YOUR ASSIGNMENT. Give back exactly the lines that run from the beginning of the entries to the line containing "pub struct StartRequest", both included, and nothing else.

RECORDS FOR THE TASK.
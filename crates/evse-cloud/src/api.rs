// Copyright (c) 2025 SOLARE S.R.O.
//
// This file is part of FluxION EVSE Sync.
//
// Licensed under the Creative Commons Attribution-NonCommercial-NoDerivatives 4.0 International
// (CC BY-NC-ND 4.0). You may use and share this file for non-commercial purposes only and you may not
// create derivatives. See <https://creativecommons.org/licenses/by-nc-nd/4.0/>.
//
// This software is provided "AS IS", without warranty of any kind.
//
// For commercial licensing, please contact: info@solare.cz

use crate::actions::LevelPreference;
use crate::client::EvseCloudClient;
use crate::decode::{ChargerSummary, LifetimeEnergy, SessionHistoryPage, StatusPayload};
use crate::errors::CloudResult;
use async_trait::async_trait;
use chrono::NaiveDate;
use evse_types::{ActionOutcome, ChargeMode};
use parking_lot::RwLock;
use serde_json::Value;
use std::fmt;
use std::sync::Arc;

/// Parameters of a start request.
#[derive(Debug, Clone, PartialEq, Eq)]
pub struct StartRequest {
    pub serial: String,
    pub amps: u32,
    pub connector_id: u32,
    pub preference: LevelPreference,
    /// Fail instead of falling back to variants outside the preference
    pub strict: bool,
}

/// Cloud operations the synchronization core depends on.
///
/// Implemented by [`EvseCloudClient`]; tests provide scripted fakes.
#[async_trait]
pub trait ChargerCloud: Send + Sync {
    fn site_id(&self) -> &str;

    async fn status(&self) -> CloudResult<StatusPayload>;

    async fn summary(&self) -> CloudResult<Vec<ChargerSummary>>;

    async fn charge_mode(&self, serial: &str) -> CloudResult<Option<ChargeMode>>;

    async fn set_charge_mode(&self, serial: &str, mode: ChargeMode) -> CloudResult<()>;

    async fn session_history_page(
        &self,
        serial: &str,
        day: NaiveDate,
        timezone: &str,
        offset: usize,
        limit: usize,
    ) -> CloudResult<SessionHistoryPage>;

    async fn lifetime_energy(&self) -> CloudResult<LifetimeEnergy>;

    async fn start_charging(&self, request: &StartRequest) -> CloudResult<ActionOutcome>;

    async fn stop_charging(&self, serial: &str) -> CloudResult<ActionOutcome>;

    async fn set_live_stream(&self, enabled: bool) -> CloudResult<()>;

    async fn trigger_message(&self, serial: &str, message: &str) -> CloudResult<Value>;
}

#[async_trait]
impl ChargerCloud for EvseCloudClient {
    fn site_id(&self) -> &str {
        EvseCloudClient::site_id(self)
    }

    async fn status(&self) -> CloudResult<StatusPayload> {
        EvseCloudClient::status(self).await
    }

    async fn summary(&self) -> CloudResult<Vec<ChargerSummary>> {
        EvseCloudClient::summary(self).await
    }

    async fn charge_mode(&self, serial: &str) -> CloudResult<Option<ChargeMode>> {
        EvseCloudClient::charge_mode(self, serial).await
    }

    async fn set_charge_mode(&self, serial: &str, mode: ChargeMode) -> CloudResult<()> {
        EvseCloudClient::set_charge_mode(self, serial, mode).await
    }

    async fn session_history_page(
        &self,
        serial: &str,
        day: NaiveDate,
        timezone: &str,
        offset: usize,
        limit: usize,
    ) -> CloudResult<SessionHistoryPage> {
        EvseCloudClient::session_history_page(self, serial, day, timezone, offset, limit).await
    }

    async fn lifetime_energy(&self) -> CloudResult<LifetimeEnergy> {
        EvseCloudClient::lifetime_energy(self).await
    }

    async fn start_charging(&self, request: &StartRequest) -> CloudResult<ActionOutcome> {
        EvseCloudClient::start_charging(
            self,
            &request.serial,
            request.amps,
            request.connector_id,
            request.preference,
            request.strict,
        )
        .await
    }

    async fn stop_charging(&self, serial: &str) -> CloudResult<ActionOutcome> {
        EvseCloudClient::stop_charging(self, serial).await
    }

    async fn set_live_stream(&self, enabled: bool) -> CloudResult<()> {
        EvseCloudClient::set_live_stream(self, enabled).await
    }

    async fn trigger_message(&self, serial: &str, message: &str) -> CloudResult<Value> {
        EvseCloudClient::trigger_message(self, serial, message).await
    }
}

/// Shared access to the current credentialed client.
///
/// Caches and the coordinator hold a handle instead of a client so the host can
/// swap in a freshly logged-in client without rebuilding them.
#[derive(Clone)]
pub struct CloudHandle {
    inner: Arc<RwLock<Arc<dyn ChargerCloud>>>,
}

impl CloudHandle {
    pub fn new(client: Arc<dyn ChargerCloud>) -> Self {
        Self {
            inner: Arc::new(RwLock::new(client)),
        }
    }

    pub fn current(&self) -> Arc<dyn ChargerCloud> {
        Arc::clone(&self.inner.read())
    }

    pub fn replace(&self, client: Arc<dyn ChargerCloud>) {
        *self.inner.write() = client;
    }
}

impl fmt::Debug for CloudHandle {
    fn fmt(&self, f: &mut fmt::Formatter<'_>) -> fmt::Result {
        f.debug_struct("CloudHandle")
            .field("site_id", &self.current().site_id())
            .finish()
    }
}
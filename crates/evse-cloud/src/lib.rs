// Copyright (c) 2025 SOLARE S.R.O.
//
// This file is part of FluxION EVSE Sync.
//
// Licensed under the Creative Commons Attribution-NonCommercial-NoDerivatives 4.0 International
// (CC BY-NC-ND 4.0). You may use and share this file for non-commercial purposes only and you may not
// create derivatives. See <https://creativecommons.org/licenses/by-nc-nd/4.0/>.
//
// This software is provided "AS IS", without warranty of any kind.
//
// For commercial licensing, please contact: info@solare.cz

pub mod actions;
pub mod api;
pub mod client;
pub mod credentials;
pub mod decode;
pub mod errors;
pub mod headers;

pub use actions::{ActionCandidate, ActionDiagnostic, ActionKind, LevelPreference};
pub use api::{ChargerCloud, CloudHandle, StartRequest};
pub use client::{DEFAULT_BASE_URL, DEFAULT_TIMEOUT, EvseCloudClient};
pub use credentials::{CredentialSupplier, Credentials};
pub use decode::{ChargerSummary, LifetimeEnergy, SessionHistoryPage, StatusPayload, StatusRecord};
pub use errors::{AuthFailure, CloudError, CloudResult, FailureClass};
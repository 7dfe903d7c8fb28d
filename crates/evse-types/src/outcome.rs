// Copyright (c) 2025 SOLARE S.R.O.
//
// This file is part of FluxION EVSE Sync.
//
// Licensed under the Creative Commons Attribution-NonCommercial-NoDerivatives 4.0 International
// (CC BY-NC-ND 4.0). You may use and share this file for non-commercial purposes only and you may not
// create derivatives. See <https://creativecommons.org/licenses/by-nc-nd/4.0/>.
//
// This software is provided "AS IS", without warranty of any kind.
//
// For commercial licensing, please contact: info@solare.cz

use serde::{Deserialize, Serialize};
use std::fmt;

/// Expected device state that the cloud reports as a non-2xx answer.
#[derive(Debug, Clone, Copy, PartialEq, Eq, Hash, Serialize, Deserialize)]
#[serde(rename_all = "snake_case")]
pub enum BenignReason {
    /// Charger is not plugged in or cannot accept the command yet
    NotReady,
    /// Start requested while a session is already running
    AlreadyCharging,
    /// Stop requested while no session is active
    NotActive,
}

impl fmt::Display for BenignReason {
    fn fmt(&self, f: &mut fmt::Formatter<'_>) -> fmt::Result {
        let text = match self {
            Self::NotReady => "not_ready",
            Self::AlreadyCharging => "already_charging",
            Self::NotActive => "not_active",
        };
        f.write_str(text)
    }
}

/// Result of a control action that did not fail.
#[derive(Debug, Clone, Copy, PartialEq, Eq, Serialize, Deserialize)]
#[serde(tag = "outcome", content = "reason", rename_all = "snake_case")]
pub enum ActionOutcome {
    Accepted,
    Benign(BenignReason),
}

impl ActionOutcome {
    pub fn is_accepted(self) -> bool {
        matches!(self, Self::Accepted)
    }

    pub fn benign_reason(self) -> Option<BenignReason> {
        match self {
            Self::Benign(reason) => Some(reason),
            Self::Accepted => None,
        }
    }
}
impl SessionHistoryCache {
    /// Cache refreshing every `interval_minutes`, never more often than once a minute.
    pub fn new(interval_minutes: u64) -> Self {
        Self {
            ttl: Duration::from_secs(interval_minutes.saturating_mul(60)).max(SESSION_MIN_TTL),
            entries: HashMap::new(),
            blocked_until: HashMap::new(),
            in_flight: HashSet::new(),
        }
    }

    pub fn ttl(&self) -> Duration {
        self.ttl
    }

    pub fn is_blocked(&self, serial: &str, now: Instant) -> bool {
        self.blocked_until.get(serial).is_some_and(|until| now < *until)
    }

    pub fn view(&self, serial: &str, day: NaiveDate, now: Instant) -> SessionCacheView {
        let blocked = self.is_blocked(serial, now);
        match self.entries.get(&(serial.to_owned(), day)) {
            Some(entry) => {
                let age = now.saturating_duration_since(entry.fetched_at);
                SessionCacheView {
                    sessions: entry.sessions.clone(),
                    age: Some(age),
                    needs_refresh: age >= self.ttl,
                    blocked,
                }
            }
            None => SessionCacheView {
                needs_refresh: true,
                blocked,
                ..SessionCacheView::default()
            },
        }
    }

    /// Serials due for a refresh that are neither cooling down nor already in flight.
    pub fn due(&self, serials: &[String], day: NaiveDate, now: Instant) -> Vec<String> {
        serials
            .iter()
            .filter(|serial| !self.in_flight.contains(serial.as_str()))
            .filter(|serial| {
                let view = self.view(serial, day, now);
                view.needs_refresh && !view.blocked
            })
            .cloned()
            .collect()
    }

    pub fn mark_in_flight(&mut self, serials: &[String]) {
        self.in_flight.extend(serials.iter().cloned());
    }

    pub fn cancel_in_flight(&mut self) {
        self.in_flight.clear();
    }

    pub fn apply(&mut self, results: Vec<DayFetch>, now: Instant) -> RefreshReport {
        let mut report = RefreshReport::default();
        for fetch in results {
            self.in_flight.remove(&fetch.serial);
            match fetch.result {
                Ok(sessions) => {
                    debug!(
                        serial = %fetch.serial,
                        day = %fetch.day,
                        sessions = sessions.len(),
                        "🗂️ Session history refreshed"
                    );
                    self.blocked_until.remove(&fetch.serial);
                    self.entries.retain(|(serial, day), _| {
                        serial != &fetch.serial || *day >= fetch.day
                    });
                    self.entries.insert(
                        (fetch.serial.clone(), fetch.day),
                        CacheEntry {
                            fetched_at: now,
                            sessions,
                        },
                    );
                    report.refreshed.push(fetch.serial);
                }
                Err(e) => {
                    warn!(
                        serial = %fetch.serial,
                        error = %e,
                        cooldown_s = SESSION_FAILURE_COOLDOWN.as_secs(),
                        "⚠️ Session history refresh failed, keeping cached sessions"
                    );
                    if matches!(
                        e,
                        CloudError::ServiceUnavailable {
                            subsystem: Subsystem::SessionHistory,
                            ..
                        }
                    ) {
                        report.unavailable = true;
                    }
                    self.blocked_until
                        .insert(fetch.serial.clone(), now + SESSION_FAILURE_COOLDOWN);
                    report.failed.push(fetch.serial);
                }
            }
        }
        report
    }

    pub fn stats(&self, now: Instant) -> SessionCacheStats {
        SessionCacheStats {
            ttl_s: self.ttl.as_secs(),
            entries: self.entries.len(),
            blocked_devices: self
                .blocked_until
                .values()
                .filter(|until| now < **until)
                .count(),
            refresh_in_progress: !self.in_flight.is_empty(),
        }
    }
}
// Copyright (c) 2025 SOLARE S.R.O.
//
// This file is part of FluxION EVSE Sync.
//
// Licensed under the Creative Commons Attribution-NonCommercial-NoDerivatives 4.0 International
// (CC BY-NC-ND 4.0). You may use and share this file for non-commercial purposes only and you may not
// create derivatives. See <https://creativecommons.org/licenses/by-nc-nd/4.0/>.
//
// This software is provided "AS IS", without warranty of any kind.
//
// For commercial licensing, please contact: info@solare.cz

use serde::{Deserialize, Serialize};
use std::fmt;

/// Charging mode of a charger as reported by the scheduler service or the status payload.
#[derive(Debug, Clone, Copy, PartialEq, Eq, Hash, Default, Serialize, Deserialize)]
#[serde(rename_all = "SCREAMING_SNAKE_CASE")]
pub enum ChargeMode {
    /// Manual charging at a user chosen amperage
    #[serde(rename = "MANUAL_CHARGING")]
    Manual,
    /// Follows the user's schedule
    #[serde(rename = "SCHEDULED_CHARGING")]
    Scheduled,
    /// Charges from solar surplus only
    #[serde(rename = "GREEN_CHARGING")]
    Green,
    /// Charging right now without a scheduler preference
    Immediate,
    #[default]
    Idle,
}

impl ChargeMode {
    /// Wire string used by the scheduler API.
    pub fn as_wire(self) -> &'static str {
        match self {
            Self::Manual => "MANUAL_CHARGING",
            Self::Scheduled => "SCHEDULED_CHARGING",
            Self::Green => "GREEN_CHARGING",
            Self::Immediate => "IMMEDIATE",
            Self::Idle => "IDLE",
        }
    }

    /// Parse a wire value, accepting the short aliases the status payload uses.
    pub fn from_wire(value: &str) -> Option<Self> {
        match value.trim().to_ascii_uppercase().as_str() {
            "MANUAL_CHARGING" | "MANUAL" => Some(Self::Manual),
            "SCHEDULED_CHARGING" | "SCHEDULED" => Some(Self::Scheduled),
            "GREEN_CHARGING" | "GREEN" => Some(Self::Green),
            "IMMEDIATE" => Some(Self::Immediate),
            "IDLE" => Some(Self::Idle),
            _ => None,
        }
    }

    /// Modes the scheduler preference endpoint accepts.
    pub fn is_scheduler_mode(self) -> bool {
        matches!(self, Self::Manual | Self::Scheduled | Self::Green)
    }
}

impl fmt::Display for ChargeMode {
    fn fmt(&self, f: &mut fmt::Formatter<'_>) -> fmt::Result {
        f.write_str(self.as_wire())
    }
}

#[cfg(test)]
mod tests {
    use super::*;

    #[test]
    fn test_from_wire_accepts_aliases() {
        assert_eq!(ChargeMode::from_wire("green_charging"), Some(ChargeMode::Green));
        assert_eq!(ChargeMode::from_wire(" MANUAL "), Some(ChargeMode::Manual));
        assert_eq!(ChargeMode::from_wire("bogus"), None);
    }

    #[test]
    fn test_serde_uses_wire_names() {
        let json = serde_json::to_string(&ChargeMode::Scheduled).unwrap();
        assert_eq!(json, "\"SCHEDULED_CHARGING\"");
        let mode: ChargeMode = serde_json::from_str("\"IDLE\"").unwrap();
        assert_eq!(mode, ChargeMode::Idle);
    }
}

ANSWER TO THE EXERCISE.
filename crates/evse-cloud/src/api.rs
// Copyright (c) 2025 SOLARE S.R.O.
//
// This file is part of FluxION EVSE Sync.
//
// Licensed under the Creative Commons Attribution-NonCommercial-NoDerivatives 4.0 International
// (CC BY-NC-ND 4.0). You may use and share this file for non-commercial purposes only and you may not
// create derivatives. See <https://creativecommons.org/licenses/by-nc-nd/4.0/>.
//
// This software is provided "AS IS", without warranty of any kind.
//
// For commercial licensing, please contact: info@solare.cz

use crate::actions::LevelPreference;
use crate::client::EvseCloudClient;
use crate::decode::{ChargerSummary, LifetimeEnergy, SessionHistoryPage, StatusPayload};
use crate::errors::CloudResult;
use async_trait::async_trait;
use chrono::NaiveDate;
use evse_types::{ActionOutcome, ChargeMode};
use parking_lot::RwLock;
use serde_json::Value;
use std::fmt;
use std::sync::Arc;

/// Parameters of a start request.
#[derive(Debug, Clone, PartialEq, Eq)]
pub struct StartRequest {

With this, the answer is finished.